Just as important as the premium cost, however, is how much you have to pay when you get services. Examples include:
- How much you pay before insurance coverage begins (a deductible);
- What you pay for services after you pay the deductible;
- How much in total you will have to pay if you get sick (the out-of-pocket maximum).
Often, there is a direct trade off between how much you pay for health insurance and the extent of the covered benefits.
As you weigh this trade off, remember that buying the policy with the cheapest premium or with a very high out-of-pocket maximum may leave many services and treatments uncovered. This could leave you vulnerable to high medical bills.

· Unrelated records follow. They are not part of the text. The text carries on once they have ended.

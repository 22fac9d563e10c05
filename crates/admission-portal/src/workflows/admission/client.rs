//! HTTP client for the portal's REST collaborators.
//!
//! Every call carries the bearer token when one is configured. A 404 maps to
//! [`RemoteError::NotFound`]; any other non-2xx status keeps its code and body.

use std::time::Duration;

use async_trait::async_trait;
use reqwest::multipart::{Form, Part};
use reqwest::{Client, RequestBuilder, Response, StatusCode, Url};
use serde::de::DeserializeOwned;

use super::attachments::UploadFile;
use super::domain::{
    Account, Application, ApplicationId, ApplicationPayload, AttachmentRef, Draft, DraftId,
    DraftSummary, NewAccount, OfficeUsePatch, OwnerId, SaveDraftRequest, SavedDraft,
};
use super::repository::{
    AccountProvisioner, ApplicationGateway, DraftService, FileUploader, RemoteError,
};
use crate::config::PortalConfig;

/// Longest error body kept in a [`RemoteError::Status`].
const MAX_ERROR_BODY_LENGTH: usize = 200;

#[derive(Debug, Clone)]
pub struct PortalClient {
    client: Client,
    base_url: String,
    token: Option<String>,
}

impl PortalClient {
    pub fn new(
        base_url: impl Into<String>,
        token: Option<String>,
        timeout: Duration,
    ) -> Result<Self, RemoteError> {
        let client = Client::builder()
            .timeout(timeout)
            .build()
            .map_err(|err| RemoteError::Transport(format!("failed to build http client: {err}")))?;
        Ok(Self::with_client(client, base_url, token))
    }

    pub fn from_config(config: &PortalConfig) -> Result<Self, RemoteError> {
        Self::new(
            config.base_url.clone(),
            config.api_token.clone(),
            config.request_timeout,
        )
    }

    /// Reuse an existing client, e.g. to share a connection pool between identities.
    pub fn with_client(client: Client, base_url: impl Into<String>, token: Option<String>) -> Self {
        let base_url = base_url.into().trim_end_matches('/').to_string();
        Self {
            client,
            base_url,
            token,
        }
    }

    /// Same backend, different signed-in identity.
    pub fn with_token(&self, token: impl Into<String>) -> Self {
        Self {
            client: self.client.clone(),
            base_url: self.base_url.clone(),
            token: Some(token.into()),
        }
    }

    pub fn base_url(&self) -> &str {
        &self.base_url
    }

    fn url(&self, path: &str) -> String {
        format!("{}{}", self.base_url, path)
    }

    /// `path` followed by `id` as a single percent-encoded segment.
    fn resource_url(&self, path: &str, id: &str) -> Result<Url, RemoteError> {
        let raw = self.url(path);
        let mut url = Url::parse(&raw)
            .map_err(|err| RemoteError::Transport(format!("invalid url '{raw}': {err}")))?;
        url.path_segments_mut()
            .map_err(|_| RemoteError::Transport(format!("url '{raw}' cannot take path segments")))?
            .pop_if_empty()
            .push(id);
        Ok(url)
    }

    fn authorized(&self, builder: RequestBuilder) -> RequestBuilder {
        match &self.token {
            Some(token) => builder.bearer_auth(token),
            None => builder,
        }
    }

    async fn send(&self, builder: RequestBuilder) -> Result<Response, RemoteError> {
        let response = self.authorized(builder).send().await.map_err(transport)?;
        ensure_success(response).await
    }

    async fn send_json<T: DeserializeOwned>(&self, builder: RequestBuilder) -> Result<T, RemoteError> {
        let response = self.send(builder).await?;
        response
            .json::<T>()
            .await
            .map_err(|err| RemoteError::Decode(err.to_string()))
    }
}

fn transport(err: reqwest::Error) -> RemoteError {
    if err.is_timeout() {
        RemoteError::Transport(format!("request timed out: {err}"))
    } else {
        RemoteError::Transport(err.to_string())
    }
}

async fn ensure_success(response: Response) -> Result<Response, RemoteError> {
    let status = response.status();
    if status.is_success() {
        return Ok(response);
    }
    if status == StatusCode::NOT_FOUND {
        return Err(RemoteError::NotFound);
    }
    let body = response
        .text()
        .await
        .unwrap_or_else(|_| "<unreadable body>".to_string());
    Err(RemoteError::Status {
        status: status.as_u16(),
        body: truncate_body(body),
    })
}

fn truncate_body(body: String) -> String {
    if body.len() <= MAX_ERROR_BODY_LENGTH {
        return body;
    }
    let mut cut = MAX_ERROR_BODY_LENGTH;
    while !body.is_char_boundary(cut) {
        cut -= 1;
    }
    format!("{}... (truncated)", &body[..cut])
}

#[async_trait]
impl DraftService for PortalClient {
    async fn save(&self, request: SaveDraftRequest) -> Result<SavedDraft, RemoteError> {
        self.send_json(self.client.post(self.url("/api/drafts")).json(&request))
            .await
    }

    async fn list(&self, owner: &OwnerId) -> Result<Vec<DraftSummary>, RemoteError> {
        let drafts: Vec<DraftSummary> = self
            .send_json(self.client.get(self.url("/api/drafts")))
            .await?;
        Ok(drafts
            .into_iter()
            .filter(|draft| &draft.owner == owner)
            .collect())
    }

    async fn fetch(&self, draft_id: &DraftId) -> Result<Draft, RemoteError> {
        let url = self.resource_url("/api/drafts", &draft_id.0)?;
        self.send_json(self.client.get(url)).await
    }

    async fn delete(&self, draft_id: &DraftId) -> Result<(), RemoteError> {
        let url = self.resource_url("/api/drafts", &draft_id.0)?;
        self.send(self.client.delete(url)).await.map(|_| ())
    }
}

#[async_trait]
impl FileUploader for PortalClient {
    async fn upload(&self, file: UploadFile) -> Result<AttachmentRef, RemoteError> {
        let UploadFile {
            file_name,
            content_type,
            bytes,
        } = file;
        let part = Part::bytes(bytes)
            .file_name(file_name)
            .mime_str(&content_type)
            .map_err(|err| RemoteError::Transport(format!("invalid content type: {err}")))?;
        let form = Form::new().part("file", part);
        self.send_json(self.client.post(self.url("/api/files/upload")).multipart(form))
            .await
    }
}

#[async_trait]
impl ApplicationGateway for PortalClient {
    async fn create(&self, payload: &ApplicationPayload) -> Result<Application, RemoteError> {
        self.send_json(self.client.post(self.url("/api/applications")).json(payload))
            .await
    }

    async fn fetch(&self, application_id: &ApplicationId) -> Result<Application, RemoteError> {
        let url = self.resource_url("/api/applications", &application_id.0)?;
        self.send_json(self.client.get(url)).await
    }

    async fn list(&self) -> Result<Vec<Application>, RemoteError> {
        self.send_json(self.client.get(self.url("/api/applications")))
            .await
    }

    async fn update_office_use(
        &self,
        application_id: &ApplicationId,
        patch: &OfficeUsePatch,
    ) -> Result<Application, RemoteError> {
        let url = self.resource_url("/api/applications/office-use", &application_id.0)?;
        self.send_json(self.client.post(url).json(patch)).await
    }
}

#[async_trait]
impl AccountProvisioner for PortalClient {
    async fn create_account(&self, account: &NewAccount) -> Result<Account, RemoteError> {
        self.send_json(
            self.client
                .post(self.url("/api/admin/register-user"))
                .json(account),
        )
        .await
    }
}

What to Ask When Buying a Medical Insurance Policy
In order to do this, it’s important to know what questions to ask the salesperson or agent prior to buying. According to experts, here are some questions that you should ask your potential provider:
- What is the cost of the monthly premium, deductible, co-payment amount and cap? How does changing one amount affect the others?
- What does the policy cover? What does it exclude? Are there limits on the number of days the insurance company will pay for services such as prescription drugs, maternity or out-patient services?
- Does coverage begin immediately or am I subject to a waiting period?
- Is there a lifetime maximum cap the insurer will pay? This is important to know if you or someone in your family has a chronic or expensive illness or medical condition.
- How do I obtain emergency care? Can I use urgent care facilities without pre-approval? Am I limited to using certain facilities in the plan?
- What else is covered? It’s important to find out if routine services, such as preventive care, immunizations and mammograms are covered under the policy.